EXERCISE OBJECTIVE ->
Line by line, retype the material with nothing left out.

SUPPLIED DATA ->

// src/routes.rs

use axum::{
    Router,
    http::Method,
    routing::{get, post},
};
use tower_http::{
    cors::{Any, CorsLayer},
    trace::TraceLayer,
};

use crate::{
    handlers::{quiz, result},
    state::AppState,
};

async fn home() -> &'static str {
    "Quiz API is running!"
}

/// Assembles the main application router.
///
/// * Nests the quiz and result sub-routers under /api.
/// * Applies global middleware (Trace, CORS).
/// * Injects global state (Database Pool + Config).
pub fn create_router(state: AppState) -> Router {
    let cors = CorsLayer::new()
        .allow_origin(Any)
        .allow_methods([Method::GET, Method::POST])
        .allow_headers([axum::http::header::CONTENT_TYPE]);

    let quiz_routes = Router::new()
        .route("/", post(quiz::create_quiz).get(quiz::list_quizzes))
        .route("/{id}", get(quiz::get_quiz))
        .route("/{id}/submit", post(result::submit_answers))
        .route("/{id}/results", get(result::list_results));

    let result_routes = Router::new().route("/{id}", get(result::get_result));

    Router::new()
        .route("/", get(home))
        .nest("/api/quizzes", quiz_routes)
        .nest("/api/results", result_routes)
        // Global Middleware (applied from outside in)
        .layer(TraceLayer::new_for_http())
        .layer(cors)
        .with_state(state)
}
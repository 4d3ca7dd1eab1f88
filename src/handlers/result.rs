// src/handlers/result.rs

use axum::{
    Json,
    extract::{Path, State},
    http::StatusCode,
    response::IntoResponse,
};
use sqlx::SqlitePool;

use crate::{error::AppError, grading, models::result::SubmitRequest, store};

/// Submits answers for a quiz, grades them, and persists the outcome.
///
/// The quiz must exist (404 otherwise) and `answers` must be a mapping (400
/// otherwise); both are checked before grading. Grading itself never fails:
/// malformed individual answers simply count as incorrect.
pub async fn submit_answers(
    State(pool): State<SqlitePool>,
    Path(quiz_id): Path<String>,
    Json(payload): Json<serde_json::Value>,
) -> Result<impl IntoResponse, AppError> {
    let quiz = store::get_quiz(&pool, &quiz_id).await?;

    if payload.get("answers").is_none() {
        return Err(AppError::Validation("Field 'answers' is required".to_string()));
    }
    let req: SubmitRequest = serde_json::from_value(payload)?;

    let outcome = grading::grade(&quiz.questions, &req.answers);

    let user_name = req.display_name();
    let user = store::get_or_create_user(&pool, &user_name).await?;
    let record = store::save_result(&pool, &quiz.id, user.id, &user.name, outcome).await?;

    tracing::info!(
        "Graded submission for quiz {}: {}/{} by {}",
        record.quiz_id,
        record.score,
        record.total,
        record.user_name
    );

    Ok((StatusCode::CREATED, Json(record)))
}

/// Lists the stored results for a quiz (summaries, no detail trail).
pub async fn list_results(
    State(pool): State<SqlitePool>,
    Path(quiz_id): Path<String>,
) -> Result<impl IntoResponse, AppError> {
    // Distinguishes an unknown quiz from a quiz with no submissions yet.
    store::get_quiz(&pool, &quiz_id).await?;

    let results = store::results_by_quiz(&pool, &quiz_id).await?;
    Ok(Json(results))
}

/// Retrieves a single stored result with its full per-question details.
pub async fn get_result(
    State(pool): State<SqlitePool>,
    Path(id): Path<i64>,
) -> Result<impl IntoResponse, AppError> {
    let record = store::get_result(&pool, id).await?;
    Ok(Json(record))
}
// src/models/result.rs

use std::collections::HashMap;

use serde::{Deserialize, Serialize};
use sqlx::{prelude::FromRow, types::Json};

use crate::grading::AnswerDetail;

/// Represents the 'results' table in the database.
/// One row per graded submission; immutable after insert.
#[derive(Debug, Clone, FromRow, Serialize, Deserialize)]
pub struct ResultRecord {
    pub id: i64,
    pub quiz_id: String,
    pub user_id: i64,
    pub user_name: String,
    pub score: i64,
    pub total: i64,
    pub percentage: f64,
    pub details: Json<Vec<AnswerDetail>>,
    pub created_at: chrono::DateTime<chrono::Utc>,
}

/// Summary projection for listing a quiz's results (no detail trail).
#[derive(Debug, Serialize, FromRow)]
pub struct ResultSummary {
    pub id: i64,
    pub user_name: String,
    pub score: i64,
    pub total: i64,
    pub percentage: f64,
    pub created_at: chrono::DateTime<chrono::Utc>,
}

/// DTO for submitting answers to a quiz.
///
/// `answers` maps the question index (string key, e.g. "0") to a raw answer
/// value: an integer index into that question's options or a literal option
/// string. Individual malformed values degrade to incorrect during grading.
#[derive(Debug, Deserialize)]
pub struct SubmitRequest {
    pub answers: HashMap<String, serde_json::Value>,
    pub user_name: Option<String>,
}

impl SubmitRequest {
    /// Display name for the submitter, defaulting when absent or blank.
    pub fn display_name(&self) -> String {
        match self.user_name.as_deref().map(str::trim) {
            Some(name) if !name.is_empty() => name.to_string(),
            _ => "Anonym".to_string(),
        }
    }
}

SOLUTION TO THE PROBLEM ->
// src/routes.rs

use axum::{
    Router,
    http::Method,
    routing::{get, post},
};
use tower_http::{
    cors::{Any, CorsLayer},
    trace::TraceLayer,
};

use crate::{
    handlers::{quiz, result},
    state::AppState,
};

async fn home() -> &'static str {
    "Quiz API is running!"
}

/// Assembles the main application router.
///
/// * Nests the quiz and result sub-routers under /api.
/// * Applies global middleware (Trace, CORS).
/// * Injects global state (Database Pool + Config).
pub fn create_router(state: AppState) -> Router {
    let cors = CorsLayer::new()
        .allow_origin(Any)
        .allow_methods([Method::GET, Method::POST])
        .allow_headers([axum::http::header::CONTENT_TYPE]);

    let quiz_routes = Router::new()
        .route("/", post(quiz::create_quiz).get(quiz::list_quizzes))
        .route("/{id}", get(quiz::get_quiz))
        .route("/{id}/submit", post(result::submit_answers))
        .route("/{id}/results", get(result::list_results));

    let result_routes = Router::new().route("/{id}", get(result::get_result));

    Router::new()
        .route("/", get(home))
        .nest("/api/quizzes", quiz_routes)
        .nest("/api/results", result_routes)
        // Global Middleware (applied from outside in)
        .layer(TraceLayer::new_for_http())
        .layer(cors)
        .with_state(state)
}
repository 4d3ca7dd1eab1f88
filename src/handlers/result.rs
// src/handlers/result.rs

use axum::{
    Json,
    extract::{Path, State},
    http::StatusCode,
    response::IntoResponse,
};
use sqlx::SqlitePool;

use crate::{error::AppError, grading, models::result::SubmitRequest, store};

/// Submits answers for a quiz, grades them, and persists the outcome.
///
/// The quiz must exist (404 otherwise) and `answers` must be a mapping (400
/// otherwise); both are checked before grading. Grading itself never fails:
/// malformed individual answers simply count as incorrect.
pub async fn submit_answers(
    State(pool): State<SqlitePool>,
    Path(quiz_id): Path<String>,
    Json(payload): Json<serde_json::Value>,
) -> Result<impl IntoResponse, AppError> {
    let quiz = store::get_quiz(&pool, &quiz_id).await?;

    if payload.get("answers").is_none() {
        return Err(AppError::Validation("Field 'answers' is required".to_string()));
    }
    let req: SubmitRequest = serde_json::from_value(payload)?;

    let outcome = grading::grade(&quiz.questions, &req.answers);

    let user_name = req.display_name();
    let user = store::get_or_create_user(&pool, &user_name).await?;
    let record = store::save_result(&pool, &quiz.id, user.id, &user.name, outcome).await?;

    tracing::info!(
        "Graded submission for quiz {}: {}/{} by {}",
        record.quiz_id,
        record.score,
        record.total,
        record.user_name
    );

    Ok((StatusCode::CREATED, Json(record)))
}

/// Lists the stored results for a quiz (summaries, no detail trail).
pub async fn list_results(
    State(pool): State<SqlitePool>,
    Path(quiz_id): Path<String>,
) -> Result<impl IntoResponse, AppError> {
    // Distinguishes an unknown quiz from a quiz with no submissions yet.
    store::get_quiz(&pool, &quiz_id).await?;

    let results = store::results_by_quiz(&pool, &quiz_id).await?;
    Ok(Json(results))
}

/// Retrieves a single stored result with its full per-question details.
pub async fn get_result(
    State(pool): State<SqlitePool>,
    Path(id): Path<i64>,
) -> Result<impl IntoResponse, AppError> {
    let record = store::get_result(&pool, id).await?;
    Ok(Json(record))
}
// src/models/result.rs

use std::collections::HashMap;

use serde::{Deserialize, Serialize};
use sqlx::{prelude::FromRow, types::Json};

use crate::grading::AnswerDetail;

/// Represents the 'results' table in the database.
/// One row per graded submission; immutable after insert.
#[derive(Debug, Clone, FromRow, Serialize, Deserialize)]
pub struct ResultRecord {
    pub id: i64,
    pub quiz_id: String,
    pub user_id: i64,
    pub user_name: String,
    pub score: i64,
    pub total: i64,
    pub percentage: f64,
    pub details: Json<Vec<AnswerDetail>>,
    pub created_at: chrono::DateTime<chrono::Utc>,
}

/// Summary projection for listing a quiz's results (no detail trail).
#[derive(Debug, Serialize, FromRow)]
pub struct ResultSummary {
    pub id: i64,
    pub user_name: String,
    pub score: i64,
    pub total: i64,
    pub percentage: f64,
    pub created_at: chrono::DateTime<chrono::Utc>,
}

/// DTO for submitting answers to a quiz.
///
/// `answers` maps the question index (string key, e.g. "0") to a raw answer
/// value: an integer index into that question's options or a literal option
/// string. Individual malformed values degrade to incorrect during grading.
#[derive(Debug, Deserialize)]
pub struct SubmitRequest {
    pub answers: HashMap<String, serde_json::Value>,
    pub user_name: Option<String>,
}

impl SubmitRequest {
    /// Display name for the submitter, defaulting when absent or blank.
    pub fn display_name(&self) -> String {
        match self.user_name.as_deref().map(str::trim) {
            Some(name) if !name.is_empty() => name.to_string(),
            _ => "Anonym".to_string(),
        }
    }
}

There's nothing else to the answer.